# Bike advice please



## mark st1 (30 Jul 2016)

Possibility of dipping a toe in the mtb world I have a few mates that use Swinley forest a lot and as I'm told it's on my doorstep I should make use of it... Can anyone offer any real world info on either of these 2 please...

http://www.halfords.com/webapp/wcs/...goryId=165499&productId=1173803&storeId=10001

Or 

https://www.evanscycles.com/specialized-rockhopper-comp-29-2016-mountain-bike-EV244881

Have to be honest the specs mean and features mean nothing to me always a bit suspect of Halfords reviews as well. So all pros and cons appreciated. 

Many thanks
Mark


----------



## RBT84 (30 Jul 2016)

The boardman is a nice bike for the money well specced and a good fork, personally I steer clear of the Specialized nice frame however everything else lets it down.


----------



## MarquisMatsugae (30 Jul 2016)

Normally I would recommend a Rockhopper when someone wants to start out in MTB'ing.Forget the rest kind of thing.
But...,...I would take the Boardman hands down now.
Nice looking,well built and comes with a nice little package of durable quality components.
Add to that ,a cracking fork in that price category.
Boardman for me........hands down.


----------



## mark st1 (30 Jul 2016)

Thanks both of you now just wondering weather it's worth the stretch up to this or weather it's s bit unnecessary for a newbie..
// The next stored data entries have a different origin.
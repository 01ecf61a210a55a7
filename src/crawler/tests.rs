//! Tests for crawler module

use super::*;
use crate::events::MemorySink;
use serde_json::{json, Value};
use std::sync::Arc;
use wiremock::matchers::{header, method, path, query_param};
use wiremock::{Mock, MockServer, ResponseTemplate};

fn repo(name: &str) -> Value {
    json!({
        "name": name,
        "description": format!("{name} description"),
        "html_url": format!("https://github.com/acme/{name}"),
        "stargazers_count": 3,
        "forks_count": 1,
        "language": "Rust",
        "updated_at": "2023-06-15T08:30:00Z"
    })
}

fn test_config(server: &MockServer) -> CrawlerConfig {
    CrawlerConfig {
        max_retries: 1,
        backoff_factor: 0.01,
        ..CrawlerConfig::default()
    }
    .with_api_url(server.uri())
}

fn as_items(values: Vec<Value>) -> Vec<RawItem> {
    values
        .into_iter()
        .map(|v| match v {
            Value::Object(map) => map,
            other => panic!("expected object, got {other}"),
        })
        .collect()
}

// ============================================================================
// extract_all Tests
// ============================================================================

#[test]
fn test_extract_all_skips_bad_items_and_keeps_order() {
    let sink = Arc::new(MemorySink::new());
    let crawler = OrgCrawler::new(CrawlerConfig::default())
        .unwrap()
        .with_events(sink.clone());

    let items = as_items(vec![
        repo("alpha"),
        json!({ "name": "broken", "stargazers_count": 1 }),
        repo("beta"),
        json!({ "description": "anonymous" }),
        repo("gamma"),
    ]);

    let (records, skipped) = crawler.extract_all(&items);

    let names: Vec<&str> = records.iter().map(|r| r.name.as_str()).collect();
    assert_eq!(names, vec!["alpha", "beta", "gamma"]);
    assert_eq!(skipped.len(), 2);
    assert_eq!(skipped[0].index, 1);
    assert_eq!(skipped[0].name.as_deref(), Some("broken"));
    assert_eq!(
        skipped[0].reason,
        "Missing required field(s): forks_count, html_url"
    );
    assert_eq!(skipped[1].index, 3);
    assert_eq!(skipped[1].name, None);
    assert_eq!(sink.count_kind("record_skipped"), 2);
}

// ============================================================================
// fetch_organization_repos Tests
// ============================================================================

#[tokio::test]
async fn test_fetch_organization_repos_sends_api_headers() {
    let server = MockServer::start().await;
    Mock::given(method("GET"))
        .and(path("/orgs/acme/repos"))
        .and(query_param("per_page", "100"))
        .and(query_param("page", "1"))
        .and(header("Accept", "application/vnd.github.v3+json"))
        .and(header("Authorization", "token t0ken"))
        .respond_with(ResponseTemplate::new(200).set_body_json(json!([repo("alpha"), repo("beta")])))
        .expect(1)
        .mount(&server)
        .await;

    let sink = Arc::new(MemorySink::new());
    let crawler = OrgCrawler::new(test_config(&server).with_token("t0ken"))
        .unwrap()
        .with_events(sink.clone());

    let repos = crawler.fetch_organization_repos("acme").await.unwrap();

    assert_eq!(repos.org, "acme");
    assert!(!repos.partial);
    assert_eq!(repos.len(), 2);
    assert_eq!(repos.pages_requested, 1);
    assert_eq!(repos.records[0].url, "https://github.com/acme/alpha");
    assert_eq!(
        repos.records[1].last_updated.as_deref(),
        Some("2023-06-15 08:30:00")
    );
    assert_eq!(
        sink.count(|e| matches!(
            e,
            CrawlEvent::OrgFetched {
                records: 2,
                partial: false,
                ..
            }
        )),
        1
    );
}

#[tokio::test]
async fn test_fetch_organization_repos_without_token_omits_authorization() {
    let server = MockServer::start().await;
    Mock::given(method("GET"))
        .and(path("/orgs/acme/repos"))
        .respond_with(ResponseTemplate::new(200).set_body_json(json!([repo("alpha")])))
        .mount(&server)
        .await;

    let crawler = OrgCrawler::new(test_config(&server)).unwrap();
    let repos = crawler.fetch_organization_repos("acme").await.unwrap();
    assert_eq!(repos.len(), 1);

    let requests = server.received_requests().await.unwrap();
    assert!(requests[0].headers.get("authorization").is_none());
}

#[tokio::test]
async fn test_fetch_organization_repos_reports_skips_and_partial() {
    let server = MockServer::start().await;
    let mut page: Vec<Value> = (0..99).map(|i| repo(&format!("repo-{i}"))).collect();
    page.insert(10, json!({ "name": "nameless-url", "stargazers_count": 0, "forks_count": 0 }));
    Mock::given(method("GET"))
        .and(path("/orgs/acme/repos"))
        .and(query_param("page", "1"))
        .respond_with(ResponseTemplate::new(200).set_body_json(Value::Array(page)))
        .mount(&server)
        .await;
    Mock::given(method("GET"))
        .and(path("/orgs/acme/repos"))
        .and(query_param("page", "2"))
        .respond_with(ResponseTemplate::new(500))
        .mount(&server)
        .await;

    let sink = Arc::new(MemorySink::new());
    let crawler = OrgCrawler::new(test_config(&server))
        .unwrap()
        .with_events(sink.clone());

    let repos = crawler.fetch_organization_repos("acme").await.unwrap();

    assert!(repos.partial);
    assert_eq!(repos.len(), 99);
    assert_eq!(repos.skipped.len(), 1);
    assert_eq!(repos.skipped[0].index, 10);
    assert!(repos.abort_reason.as_deref().unwrap().contains("HTTP 500"));
    assert_eq!(
        sink.count(|e| matches!(e, CrawlEvent::OrgFetched { partial: true, .. })),
        1
    );
}

#[tokio::test]
async fn test_fetch_organization_repos_rejects_empty_org() {
    let crawler = OrgCrawler::new(CrawlerConfig::default()).unwrap();
    let err = crawler.fetch_organization_repos("   ").await.unwrap_err();
    assert!(matches!(
        err,
        crate::error::Error::InvalidConfigValue { ref field, .. } if field == "org"
    ));
}

#[test]
fn test_new_rejects_invalid_config() {
    let config = CrawlerConfig {
        backoff_factor: f64::NAN,
        ..CrawlerConfig::default()
    };
    assert!(OrgCrawler::new(config).is_err());
}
http://www.halfords.com/webapp/wcs/...goryId=165499&productId=1173726&storeId=10001


----------



## MarquisMatsugae (30 Jul 2016)

Nothing is newbie unecessary.
It's not a huge jump in price either,and I actually like that it comes with SRAM Guides.


----------



## Levo-Lon (31 Jul 2016)

The boardman pro.. ..if your under 6' id see if you can get it in 27.5 unless you want 29.
the sram GX and reba fork will be all you need for a few years .
no buy cheap and upgrade needed as you already have a good set up.


----------



## Drago (31 Jul 2016)

Some journalists have criticised, most notably in an MBR group test, that Boardman frame for being too flexible at the rear, so much so that heavy or powerful riders can make the tyre brush the chainstay as they lay on the power. If you're a big or meaty chap this may be a consideration. Go try one and see, you may be fine, you may not.

All that glitters is not necessarily gold. Spec lists may make a starting point for your quest, but a bling bike doesn't automatically ride better than a lower spec one.


----------



## Levo-Lon (31 Jul 2016)

Drago said:


> Some journalists have criticised, most notably in an MBR group test, that Boardman frame for being too flexible at the rear, so much so that heavy or powerful riders can make the tyre brush the chainstay as they lay on the power. If you're a big or meaty chap this may be a consideration. Go try one and see, you may be fine, you may not.
> 
> All that glitters is not necessarily gold. Spec lists may make a starting point for your quest, but a being bike doesn't automatically ride better than a lower spec one.



good point @Drago ..ive not read that ..


----------



## mark st1 (31 Jul 2016)

meta lon said:


> The boardman pro.. ..if your under 6' id see if you can get it in 27.5 unless you want 29.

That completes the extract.